- What is being asked -
Could you show each line of the records that contains the word "Result"?

[Data records]
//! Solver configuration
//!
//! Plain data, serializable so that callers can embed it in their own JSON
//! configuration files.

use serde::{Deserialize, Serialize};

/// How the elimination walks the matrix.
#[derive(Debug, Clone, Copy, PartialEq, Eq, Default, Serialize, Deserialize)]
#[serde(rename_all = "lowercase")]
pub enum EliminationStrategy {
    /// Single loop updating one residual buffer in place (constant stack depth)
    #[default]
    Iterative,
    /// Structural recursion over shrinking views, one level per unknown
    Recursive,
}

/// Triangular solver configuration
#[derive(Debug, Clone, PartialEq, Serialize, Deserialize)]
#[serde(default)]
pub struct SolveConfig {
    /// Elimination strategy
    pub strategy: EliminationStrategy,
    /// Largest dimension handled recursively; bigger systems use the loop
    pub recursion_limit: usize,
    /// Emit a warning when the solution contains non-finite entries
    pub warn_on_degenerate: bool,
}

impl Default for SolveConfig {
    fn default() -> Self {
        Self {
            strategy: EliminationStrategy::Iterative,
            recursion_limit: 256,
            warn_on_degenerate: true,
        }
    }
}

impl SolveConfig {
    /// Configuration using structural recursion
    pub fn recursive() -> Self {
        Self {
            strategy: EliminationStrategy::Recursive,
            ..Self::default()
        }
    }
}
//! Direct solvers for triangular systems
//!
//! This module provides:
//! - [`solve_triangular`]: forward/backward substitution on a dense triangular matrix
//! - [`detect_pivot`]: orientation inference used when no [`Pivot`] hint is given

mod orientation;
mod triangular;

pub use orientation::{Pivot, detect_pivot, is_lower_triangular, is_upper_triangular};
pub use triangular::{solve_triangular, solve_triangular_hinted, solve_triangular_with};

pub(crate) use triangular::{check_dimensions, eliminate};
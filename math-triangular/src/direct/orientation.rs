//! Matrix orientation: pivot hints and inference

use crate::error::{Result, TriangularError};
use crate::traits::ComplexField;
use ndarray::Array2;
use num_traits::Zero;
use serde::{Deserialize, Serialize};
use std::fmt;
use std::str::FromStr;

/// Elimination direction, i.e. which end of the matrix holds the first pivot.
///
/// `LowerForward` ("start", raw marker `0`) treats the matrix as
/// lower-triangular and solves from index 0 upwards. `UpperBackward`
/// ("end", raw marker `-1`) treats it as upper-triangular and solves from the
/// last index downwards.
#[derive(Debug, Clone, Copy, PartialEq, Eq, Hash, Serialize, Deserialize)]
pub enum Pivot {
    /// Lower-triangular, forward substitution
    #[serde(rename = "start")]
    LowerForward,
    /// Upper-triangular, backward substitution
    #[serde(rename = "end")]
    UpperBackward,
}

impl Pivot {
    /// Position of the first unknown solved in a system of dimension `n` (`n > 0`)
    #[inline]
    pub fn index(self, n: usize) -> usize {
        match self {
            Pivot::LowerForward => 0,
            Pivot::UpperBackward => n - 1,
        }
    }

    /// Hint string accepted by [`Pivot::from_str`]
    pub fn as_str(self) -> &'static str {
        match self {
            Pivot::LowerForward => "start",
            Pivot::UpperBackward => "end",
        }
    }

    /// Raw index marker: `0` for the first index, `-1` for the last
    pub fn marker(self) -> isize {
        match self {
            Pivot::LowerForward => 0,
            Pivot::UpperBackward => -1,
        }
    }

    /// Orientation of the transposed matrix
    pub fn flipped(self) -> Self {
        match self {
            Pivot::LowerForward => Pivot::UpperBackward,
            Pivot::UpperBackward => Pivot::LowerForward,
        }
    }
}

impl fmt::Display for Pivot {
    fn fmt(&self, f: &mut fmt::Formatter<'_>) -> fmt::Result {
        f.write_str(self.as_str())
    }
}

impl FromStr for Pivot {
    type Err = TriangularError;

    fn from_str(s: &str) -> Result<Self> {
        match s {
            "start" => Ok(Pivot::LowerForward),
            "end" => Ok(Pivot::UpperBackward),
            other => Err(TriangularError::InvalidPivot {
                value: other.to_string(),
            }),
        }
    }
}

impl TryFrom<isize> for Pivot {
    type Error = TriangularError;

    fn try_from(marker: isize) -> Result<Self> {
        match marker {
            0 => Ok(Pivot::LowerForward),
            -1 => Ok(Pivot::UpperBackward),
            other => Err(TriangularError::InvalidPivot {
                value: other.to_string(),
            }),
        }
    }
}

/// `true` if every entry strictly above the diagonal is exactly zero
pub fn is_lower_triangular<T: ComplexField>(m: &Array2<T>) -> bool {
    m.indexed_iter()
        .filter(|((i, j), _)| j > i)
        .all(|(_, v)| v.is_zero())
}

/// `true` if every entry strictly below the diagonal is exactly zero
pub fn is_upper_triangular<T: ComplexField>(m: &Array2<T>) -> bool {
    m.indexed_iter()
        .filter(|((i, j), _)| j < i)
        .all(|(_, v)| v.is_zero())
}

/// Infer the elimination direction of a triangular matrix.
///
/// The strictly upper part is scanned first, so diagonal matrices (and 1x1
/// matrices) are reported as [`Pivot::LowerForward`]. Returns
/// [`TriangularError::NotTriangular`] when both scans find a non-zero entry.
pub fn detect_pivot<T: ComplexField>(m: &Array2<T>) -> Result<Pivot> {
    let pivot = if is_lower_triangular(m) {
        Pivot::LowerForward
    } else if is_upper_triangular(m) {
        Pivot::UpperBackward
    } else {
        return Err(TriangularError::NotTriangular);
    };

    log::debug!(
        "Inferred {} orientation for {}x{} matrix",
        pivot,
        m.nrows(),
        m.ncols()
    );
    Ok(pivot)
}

* * *

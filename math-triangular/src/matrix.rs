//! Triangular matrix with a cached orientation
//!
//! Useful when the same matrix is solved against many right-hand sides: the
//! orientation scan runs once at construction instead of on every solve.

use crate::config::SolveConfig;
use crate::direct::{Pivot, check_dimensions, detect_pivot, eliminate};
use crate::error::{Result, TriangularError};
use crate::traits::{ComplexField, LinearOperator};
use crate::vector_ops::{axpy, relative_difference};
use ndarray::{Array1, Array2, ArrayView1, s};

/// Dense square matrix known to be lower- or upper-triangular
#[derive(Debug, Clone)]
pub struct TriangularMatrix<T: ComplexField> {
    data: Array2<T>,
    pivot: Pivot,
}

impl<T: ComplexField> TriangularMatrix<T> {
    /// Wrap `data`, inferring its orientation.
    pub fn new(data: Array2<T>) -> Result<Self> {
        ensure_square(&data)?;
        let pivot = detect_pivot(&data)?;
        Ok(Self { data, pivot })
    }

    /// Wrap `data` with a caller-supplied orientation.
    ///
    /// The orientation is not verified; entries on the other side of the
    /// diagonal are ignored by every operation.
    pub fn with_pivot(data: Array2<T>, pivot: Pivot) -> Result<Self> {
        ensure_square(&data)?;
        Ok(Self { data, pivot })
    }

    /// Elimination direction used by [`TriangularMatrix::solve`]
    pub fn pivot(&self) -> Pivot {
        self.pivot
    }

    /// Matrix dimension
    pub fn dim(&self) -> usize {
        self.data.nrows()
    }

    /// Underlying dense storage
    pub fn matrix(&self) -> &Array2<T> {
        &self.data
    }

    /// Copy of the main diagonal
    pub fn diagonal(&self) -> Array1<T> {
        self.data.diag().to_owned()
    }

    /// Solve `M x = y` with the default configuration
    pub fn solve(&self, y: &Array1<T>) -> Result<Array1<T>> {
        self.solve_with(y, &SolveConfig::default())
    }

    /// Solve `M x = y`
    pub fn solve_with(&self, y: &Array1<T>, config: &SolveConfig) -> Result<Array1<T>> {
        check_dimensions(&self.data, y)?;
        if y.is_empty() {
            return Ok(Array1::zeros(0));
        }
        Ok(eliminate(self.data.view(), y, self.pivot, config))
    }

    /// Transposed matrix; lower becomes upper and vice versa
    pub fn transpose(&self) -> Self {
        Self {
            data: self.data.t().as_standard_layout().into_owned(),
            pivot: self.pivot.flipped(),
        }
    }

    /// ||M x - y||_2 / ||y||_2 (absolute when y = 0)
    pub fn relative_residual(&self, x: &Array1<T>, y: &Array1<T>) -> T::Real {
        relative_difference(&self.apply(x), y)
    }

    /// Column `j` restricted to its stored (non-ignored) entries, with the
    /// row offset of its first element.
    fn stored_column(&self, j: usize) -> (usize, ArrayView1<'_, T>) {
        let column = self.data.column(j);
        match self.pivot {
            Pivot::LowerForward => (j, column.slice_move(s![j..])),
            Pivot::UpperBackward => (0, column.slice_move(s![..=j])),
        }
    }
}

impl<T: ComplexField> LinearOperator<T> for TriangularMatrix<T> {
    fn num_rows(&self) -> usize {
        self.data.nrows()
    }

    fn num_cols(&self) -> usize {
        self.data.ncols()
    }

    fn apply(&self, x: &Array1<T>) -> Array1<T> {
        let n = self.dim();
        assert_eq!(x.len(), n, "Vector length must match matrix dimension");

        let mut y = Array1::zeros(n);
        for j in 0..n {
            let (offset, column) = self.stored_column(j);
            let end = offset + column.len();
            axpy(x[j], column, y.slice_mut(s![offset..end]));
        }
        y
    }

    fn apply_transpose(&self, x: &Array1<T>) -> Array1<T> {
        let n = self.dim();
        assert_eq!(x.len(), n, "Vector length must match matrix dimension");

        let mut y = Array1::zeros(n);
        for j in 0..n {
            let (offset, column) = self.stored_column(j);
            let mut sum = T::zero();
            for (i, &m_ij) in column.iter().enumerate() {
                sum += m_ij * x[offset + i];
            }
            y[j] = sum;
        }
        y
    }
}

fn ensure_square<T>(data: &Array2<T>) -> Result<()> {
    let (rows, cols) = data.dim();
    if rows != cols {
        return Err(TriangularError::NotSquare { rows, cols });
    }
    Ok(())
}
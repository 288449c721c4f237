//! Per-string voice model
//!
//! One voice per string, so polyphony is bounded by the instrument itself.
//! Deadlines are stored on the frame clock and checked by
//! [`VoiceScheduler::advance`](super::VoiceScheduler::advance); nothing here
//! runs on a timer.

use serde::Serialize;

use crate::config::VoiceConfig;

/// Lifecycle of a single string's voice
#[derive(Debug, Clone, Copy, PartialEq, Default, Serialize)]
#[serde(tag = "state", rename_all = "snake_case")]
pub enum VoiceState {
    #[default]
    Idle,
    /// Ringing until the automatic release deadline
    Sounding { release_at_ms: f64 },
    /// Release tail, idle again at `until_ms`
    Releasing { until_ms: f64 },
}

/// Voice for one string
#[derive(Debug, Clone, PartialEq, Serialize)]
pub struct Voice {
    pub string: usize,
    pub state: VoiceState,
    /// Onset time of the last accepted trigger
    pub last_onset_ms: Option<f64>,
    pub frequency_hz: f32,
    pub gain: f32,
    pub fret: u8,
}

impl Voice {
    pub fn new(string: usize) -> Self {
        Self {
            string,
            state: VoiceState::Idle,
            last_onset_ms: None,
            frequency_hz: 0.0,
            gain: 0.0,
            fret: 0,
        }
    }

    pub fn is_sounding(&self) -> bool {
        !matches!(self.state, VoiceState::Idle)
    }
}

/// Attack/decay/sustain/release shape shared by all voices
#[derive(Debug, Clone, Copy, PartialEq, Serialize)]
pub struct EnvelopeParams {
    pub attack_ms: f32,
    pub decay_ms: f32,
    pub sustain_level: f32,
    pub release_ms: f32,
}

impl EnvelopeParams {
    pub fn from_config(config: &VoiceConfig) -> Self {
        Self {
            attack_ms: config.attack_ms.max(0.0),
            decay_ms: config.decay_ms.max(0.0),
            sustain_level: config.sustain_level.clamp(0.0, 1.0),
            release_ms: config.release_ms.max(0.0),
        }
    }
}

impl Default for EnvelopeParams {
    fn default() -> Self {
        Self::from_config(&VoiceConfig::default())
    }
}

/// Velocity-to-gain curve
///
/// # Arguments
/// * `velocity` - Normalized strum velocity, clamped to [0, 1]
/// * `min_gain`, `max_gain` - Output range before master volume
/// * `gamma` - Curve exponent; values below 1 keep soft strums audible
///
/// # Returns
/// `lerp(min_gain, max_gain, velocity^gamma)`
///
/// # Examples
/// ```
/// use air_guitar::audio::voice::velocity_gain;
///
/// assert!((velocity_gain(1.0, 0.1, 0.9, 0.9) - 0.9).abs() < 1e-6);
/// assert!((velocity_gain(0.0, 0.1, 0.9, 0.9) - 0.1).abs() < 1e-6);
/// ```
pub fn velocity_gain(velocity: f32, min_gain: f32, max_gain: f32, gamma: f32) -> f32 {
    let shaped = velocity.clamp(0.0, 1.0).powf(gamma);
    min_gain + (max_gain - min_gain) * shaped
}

- Output of the task -
use crate::error::{Result, TriangularError};
    fn fmt(&self, f: &mut fmt::Formatter<'_>) -> fmt::Result {
    fn from_str(s: &str) -> Result<Self> {
    fn try_from(marker: isize) -> Result<Self> {
pub fn detect_pivot<T: ComplexField>(m: &Array2<T>) -> Result<Pivot> {
use crate::error::{Result, TriangularError};
    pub fn new(data: Array2<T>) -> Result<Self> {
    pub fn with_pivot(data: Array2<T>, pivot: Pivot) -> Result<Self> {
    pub fn solve(&self, y: &Array1<T>) -> Result<Array1<T>> {
    pub fn solve_with(&self, y: &Array1<T>, config: &SolveConfig) -> Result<Array1<T>> {
fn ensure_square<T>(data: &Array2<T>) -> Result<()> {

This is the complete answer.